Он был коробейником, всякий раз приносившим в аудиторию ворох новых идей, самые последние новинки западноевропейской мысли, очередной «крик моды» не только в области художественных, музыкальных или литературных направлений, но и в сфере науки, политики, общественных движений, философии. Это был именно ворох, никак не переработанное и им самим не усвоенное сырье, которое он грудою вываливал на подмостки и в которое каждому из присутствующих разрешалось запускать руку, выбирая по собственному вкусу понравившуюся диковинку.
Кульбин, разумеется, был убежден, что он предлагает все это в виде системы, считал себя не только просветителем, но и великим инвентором, однако не прирученные им идеи тут же расползались от него во все стороны, разбегались, как пауки по полу, как брошюры, журналы, книги, ноты, репродукции, фотографии, которые он неизменно демонстрировал на своих лекциях и которые после обозрения их публикой редко возвращались в целости и сохранности к Николаю Ивановичу. Выпростав короб бергсоновских, рамзаевских и пикассовских откровений, он озорно оглядывался по сторонам, точно ребенок, выпаливший в лицо старшему подслушанную на улице ругань, смысл которой ему самому не вполне ясен, и беспомощно улыбался, как неосторожный офеня, на глазах у которого растаскивают его соблазнительно пестрый товар.

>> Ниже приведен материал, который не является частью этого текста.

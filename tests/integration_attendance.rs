mod common;

use axum::body::Body;
use axum::http::{Request, StatusCode};
use chrono::NaiveDate;
use common::{create_test_student, setup_test_app};
use homeroom::modules::attendance::store::{AttendanceStore, PgAttendanceStore, StoreError};
use homeroom::modules::attendance::{AttendanceReason, AttendanceType, NewAttendanceRecord};
use http_body_util::BodyExt;
use serde_json::{Value, json};
use sqlx::PgPool;
use tower::ServiceExt;

async fn post_attendance(pool: &PgPool, payload: Value) -> (StatusCode, Value) {
    let app = setup_test_app(pool.clone());
    let request = Request::builder()
        .method("POST")
        .uri("/api/attendance")
        .header("content-type", "application/json")
        .body(Body::from(serde_json::to_string(&payload).unwrap()))
        .unwrap();

    let response = app.oneshot(request).await.unwrap();
    let status = response.status();
    let body = response.into_body().collect().await.unwrap().to_bytes();
    (status, serde_json::from_slice(&body).unwrap())
}

async fn get_json(pool: &PgPool, uri: &str) -> (StatusCode, Value) {
    let app = setup_test_app(pool.clone());
    let request = Request::builder()
        .method("GET")
        .uri(uri)
        .body(Body::empty())
        .unwrap();

    let response = app.oneshot(request).await.unwrap();
    let status = response.status();
    let body = response.into_body().collect().await.unwrap().to_bytes();
    (status, serde_json::from_slice(&body).unwrap())
}

#[sqlx::test(migrations = "./migrations")]
async fn test_record_plain_absence(pool: PgPool) {
    let student_id = create_test_student(&pool, "M").await;

    let (status, body) = post_attendance(
        &pool,
        json!({
            "student_id": student_id,
            "date": "2025-03-10",
            "type": "absent",
            "note": "fever"
        }),
    )
    .await;

    assert_eq!(status, StatusCode::CREATED);
    assert_eq!(body["student_id"], student_id);
    assert_eq!(body["date"], "2025-03-10");
    assert_eq!(body["type"], "absent");
    assert_eq!(body["reason"], "NORMAL");
    assert_eq!(body["periods"], 0);
    assert_eq!(body["note"], "fever");
    assert!(body["id"].as_i64().is_some());
}

#[sqlx::test(migrations = "./migrations")]
async fn test_unknown_student_is_not_found(pool: PgPool) {
    let (status, body) = post_attendance(
        &pool,
        json!({ "student_id": 999_999, "date": "2025-03-10", "type": "absent" }),
    )
    .await;

    assert_eq!(status, StatusCode::NOT_FOUND);
    assert_eq!(body["kind"], "student_not_found");
}

#[sqlx::test(migrations = "./migrations")]
async fn test_invalid_type_and_reason_are_rejected(pool: PgPool) {
    let student_id = create_test_student(&pool, "F").await;

    let (status, body) = post_attendance(
        &pool,
        json!({ "student_id": student_id, "date": "2025-03-10", "type": "tardy" }),
    )
    .await;
    assert_eq!(status, StatusCode::BAD_REQUEST);
    assert_eq!(body["kind"], "invalid_type");

    let (status, body) = post_attendance(
        &pool,
        json!({
            "student_id": student_id,
            "date": "2025-03-10",
            "type": "absent",
            "reason": "VACATION"
        }),
    )
    .await;
    assert_eq!(status, StatusCode::BAD_REQUEST);
    assert_eq!(body["kind"], "invalid_reason");
}

#[sqlx::test(migrations = "./migrations")]
async fn test_malformed_date_is_bad_request(pool: PgPool) {
    let student_id = create_test_student(&pool, "F").await;

    let (status, body) = post_attendance(
        &pool,
        json!({ "student_id": student_id, "date": "2025-02-30", "type": "absent" }),
    )
    .await;

    assert_eq!(status, StatusCode::BAD_REQUEST);
    assert_eq!(body["kind"], "invalid_body");
}

#[sqlx::test(migrations = "./migrations")]
async fn test_menstrual_requires_female_student(pool: PgPool) {
    let student_id = create_test_student(&pool, "M").await;

    let (status, body) = post_attendance(
        &pool,
        json!({
            "student_id": student_id,
            "date": "2025-03-10",
            "type": "absent",
            "reason": "MENSTRUAL"
        }),
    )
    .await;

    assert_eq!(status, StatusCode::BAD_REQUEST);
    assert_eq!(body["kind"], "gender_ineligible");
}

#[sqlx::test(migrations = "./migrations")]
async fn test_menstrual_once_per_month(pool: PgPool) {
    let student_id = create_test_student(&pool, "F").await;

    let (status, _) = post_attendance(
        &pool,
        json!({
            "student_id": student_id,
            "date": "2025-03-10",
            "type": "absent",
            "reason": "MENSTRUAL"
        }),
    )
    .await;
    assert_eq!(status, StatusCode::CREATED);

    let (status, body) = post_attendance(
        &pool,
        json!({
            "student_id": student_id,
            "date": "2025-03-20",
            "type": "late",
            "reason": "MENSTRUAL"
        }),
    )
    .await;
    assert_eq!(status, StatusCode::BAD_REQUEST);
    assert_eq!(body["kind"], "monthly_limit_exceeded");
    assert!(body["error"].as_str().unwrap().contains("2025-03"));

    let (status, _) = post_attendance(
        &pool,
        json!({
            "student_id": student_id,
            "date": "2025-04-01",
            "type": "absent",
            "reason": "MENSTRUAL"
        }),
    )
    .await;
    assert_eq!(status, StatusCode::CREATED);
}

#[sqlx::test(migrations = "./migrations")]
async fn test_domestic_quota_counts_distinct_days(pool: PgPool) {
    let student_id = create_test_student(&pool, "M").await;

    for day in 1..=7 {
        let (status, _) = post_attendance(
            &pool,
            json!({
                "student_id": student_id,
                "date": format!("2025-05-{:02}", day),
                "type": "absent",
                "reason": "EXTERNAL_DOMESTIC"
            }),
        )
        .await;
        assert_eq!(status, StatusCode::CREATED);
    }

    // A second type on an already-counted day does not consume quota.
    let (status, _) = post_attendance(
        &pool,
        json!({
            "student_id": student_id,
            "date": "2025-05-03",
            "type": "late",
            "reason": "EXTERNAL_DOMESTIC"
        }),
    )
    .await;
    assert_eq!(status, StatusCode::CREATED);

    let (status, body) = post_attendance(
        &pool,
        json!({
            "student_id": student_id,
            "date": "2025-05-08",
            "type": "absent",
            "reason": "EXTERNAL_DOMESTIC"
        }),
    )
    .await;
    assert_eq!(status, StatusCode::BAD_REQUEST);
    assert_eq!(body["kind"], "annual_quota_exceeded");

    // Quota resets with the calendar year.
    let (status, _) = post_attendance(
        &pool,
        json!({
            "student_id": student_id,
            "date": "2026-01-05",
            "type": "absent",
            "reason": "EXTERNAL_DOMESTIC"
        }),
    )
    .await;
    assert_eq!(status, StatusCode::CREATED);
}

#[sqlx::test(migrations = "./migrations")]
async fn test_duplicate_type_on_date(pool: PgPool) {
    let student_id = create_test_student(&pool, "F").await;
    let payload = json!({ "student_id": student_id, "date": "2025-03-10", "type": "late" });

    let (status, _) = post_attendance(&pool, payload.clone()).await;
    assert_eq!(status, StatusCode::CREATED);

    let (status, body) = post_attendance(&pool, payload).await;
    assert_eq!(status, StatusCode::BAD_REQUEST);
    assert_eq!(body["kind"], "duplicate_type_on_date");

    let (status, _) = post_attendance(
        &pool,
        json!({ "student_id": student_id, "date": "2025-03-10", "type": "early_leave" }),
    )
    .await;
    assert_eq!(status, StatusCode::CREATED);
}

#[sqlx::test(migrations = "./migrations")]
async fn test_negative_periods_is_unprocessable(pool: PgPool) {
    let student_id = create_test_student(&pool, "M").await;

    let (status, body) = post_attendance(
        &pool,
        json!({
            "student_id": student_id,
            "date": "2025-03-10",
            "type": "period_absence",
            "periods": -2
        }),
    )
    .await;

    assert_eq!(status, StatusCode::UNPROCESSABLE_ENTITY);
    assert_eq!(body["kind"], "validation_failed");
}

#[sqlx::test(migrations = "./migrations")]
async fn test_list_is_ordered_and_filtered(pool: PgPool) {
    let student_id = create_test_student(&pool, "M").await;
    let other_id = create_test_student(&pool, "F").await;

    for (date, kind) in [
        ("2025-03-12", "absent"),
        ("2025-03-10", "late"),
        ("2025-03-10", "early_leave"),
        ("2025-04-01", "present"),
    ] {
        let (status, _) = post_attendance(
            &pool,
            json!({ "student_id": student_id, "date": date, "type": kind }),
        )
        .await;
        assert_eq!(status, StatusCode::CREATED);
    }
    post_attendance(
        &pool,
        json!({ "student_id": other_id, "date": "2025-03-11", "type": "absent" }),
    )
    .await;

    let (status, body) = get_json(
        &pool,
        &format!(
            "/api/attendance?student_id={}&start=2025-03-01&end=2025-03-31",
            student_id
        ),
    )
    .await;
    assert_eq!(status, StatusCode::OK);

    let rows: Vec<(String, String)> = body
        .as_array()
        .unwrap()
        .iter()
        .map(|r| {
            (
                r["date"].as_str().unwrap().to_string(),
                r["type"].as_str().unwrap().to_string(),
            )
        })
        .collect();
    assert_eq!(
        rows,
        vec![
            ("2025-03-10".to_string(), "early_leave".to_string()),
            ("2025-03-10".to_string(), "late".to_string()),
            ("2025-03-12".to_string(), "absent".to_string()),
        ]
    );

    let (status, body) =
        get_json(&pool, &format!("/api/attendance?student_id={}", student_id)).await;
    assert_eq!(status, StatusCode::OK);
    assert_eq!(body.as_array().unwrap().len(), 4);
}

#[sqlx::test(migrations = "./migrations")]
async fn test_summary_reports_usage(pool: PgPool) {
    let student_id = create_test_student(&pool, "F").await;

    for (date, kind, reason) in [
        ("2025-01-15", "absent", "MENSTRUAL"),
        ("2025-03-10", "late", "MENSTRUAL"),
        ("2025-05-02", "absent", "EXTERNAL_DOMESTIC"),
        ("2025-05-02", "late", "EXTERNAL_DOMESTIC"),
        ("2025-08-20", "absent", "EXTERNAL_OVERSEAS"),
        ("2024-12-30", "absent", "NORMAL"),
    ] {
        let (status, _) = post_attendance(
            &pool,
            json!({ "student_id": student_id, "date": date, "type": kind, "reason": reason }),
        )
        .await;
        assert_eq!(status, StatusCode::CREATED);
    }

    let (status, body) = get_json(
        &pool,
        &format!("/api/attendance/summary?student_id={}&year=2025", student_id),
    )
    .await;

    assert_eq!(status, StatusCode::OK);
    assert_eq!(body["student_id"], student_id);
    assert_eq!(body["year"], 2025);
    assert_eq!(body["counts_by_type"]["absent"], 3);
    assert_eq!(body["counts_by_type"]["late"], 2);
    assert_eq!(body["counts_by_type"]["present"], 0);
    assert_eq!(body["counts_by_type"]["early_leave"], 0);
    assert_eq!(body["counts_by_type"]["period_absence"], 0);
    assert_eq!(body["external_domestic_days"], 1);
    assert_eq!(body["external_overseas_days"], 1);
    assert_eq!(body["menstrual_months_used"], json!(["2025-01", "2025-03"]));
    assert_eq!(body["warnings"], json!([]));
}

#[sqlx::test(migrations = "./migrations")]
async fn test_summary_flags_overshoot_from_outside_ledger(pool: PgPool) {
    let student_id = create_test_student(&pool, "M").await;

    // Rows written directly bypass the write-time quota.
    for day in 1..=8 {
        sqlx::query(
            r#"
            INSERT INTO attendances (student_id, date, type, reason)
            VALUES ($1, make_date(2025, 6, $2), 'absent', 'EXTERNAL_DOMESTIC')
            "#,
        )
        .bind(student_id)
        .bind(day)
        .execute(&pool)
        .await
        .unwrap();
    }

    let (status, body) = get_json(
        &pool,
        &format!("/api/attendance/summary?student_id={}&year=2025", student_id),
    )
    .await;

    assert_eq!(status, StatusCode::OK);
    assert_eq!(body["external_domestic_days"], 8);
    let warnings = body["warnings"].as_array().unwrap();
    assert_eq!(warnings.len(), 1);
    assert!(warnings[0].as_str().unwrap().contains("domestic"));
}

#[sqlx::test(migrations = "./migrations")]
async fn test_summary_for_extreme_years_is_empty(pool: PgPool) {
    let student_id = create_test_student(&pool, "M").await;
    post_attendance(
        &pool,
        json!({ "student_id": student_id, "date": "2025-03-10", "type": "absent" }),
    )
    .await;

    for year in [1899, 300_000] {
        let (status, body) = get_json(
            &pool,
            &format!("/api/attendance/summary?student_id={}&year={}", student_id, year),
        )
        .await;

        assert_eq!(status, StatusCode::OK);
        assert_eq!(body["year"], year);
        assert!(
            body["counts_by_type"]
                .as_object()
                .unwrap()
                .values()
                .all(|count| *count == 0)
        );
        assert_eq!(body["external_domestic_days"], 0);
        assert_eq!(body["external_overseas_days"], 0);
        assert_eq!(body["menstrual_months_used"], json!([]));
        assert_eq!(body["warnings"], json!([]));
    }
}

#[sqlx::test(migrations = "./migrations")]
async fn test_store_maps_unique_violation_to_conflict(pool: PgPool) {
    let student_id = create_test_student(&pool, "F").await;
    let store = PgAttendanceStore::new(pool.clone());
    let date = NaiveDate::from_ymd_opt(2025, 3, 10).unwrap();
    let record = NewAttendanceRecord {
        student_id,
        date,
        kind: AttendanceType::Late,
        reason: AttendanceReason::Normal,
        periods: 0,
        note: None,
    };

    store.insert(record.clone()).await.unwrap();

    let err = store
        .insert(NewAttendanceRecord {
            reason: AttendanceReason::Official,
            ..record
        })
        .await
        .unwrap_err();
    match err {
        StoreError::Conflict {
            student_id: conflict_student,
            date: conflict_date,
            kind,
        } => {
            assert_eq!(conflict_student, student_id);
            assert_eq!(conflict_date, date);
            assert_eq!(kind, AttendanceType::Late);
        }
        other => panic!("expected a conflict, got {other:?}"),
    }

    let stored = store
        .query_range(student_id, Some(date), Some(date))
        .await
        .unwrap();
    assert_eq!(stored.len(), 1);
}

#[sqlx::test(migrations = "./migrations")]
async fn test_health(pool: PgPool) {
    let (status, body) = get_json(&pool, "/health").await;
    assert_eq!(status, StatusCode::OK);
    assert_eq!(body["status"], "ok");
}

В том сезоне Кульбин носился с идеей «спиралеобразного» развития искусства: он излагал ее на всех своих выступлениях, на недавно закрывшемся Всероссийском съезде художников, на бобровском реферате в Троицком театре, и с нею же, будучи вызван Бурлюком из Петербурга, предстал перед москвичами.
– История искусства, – говорил он, – если проследить его эволюцию от первичного хаоса до наших дней, не что иное, как спиралеобразное восхождение с постоянно чередующимися фазами, с поворотами от идеализма к реализму, от реализма к идеализму и т.д. В пределах каждой фазы можно наметить отдельные этапы: академизм – мертвую полосу в искусстве, декадентство – гниение, унавоживание для будущих веков, сентиментализм – посев, романтизм – цветение и, наконец, пора сбора плодов – новое искусство, свободное творчество.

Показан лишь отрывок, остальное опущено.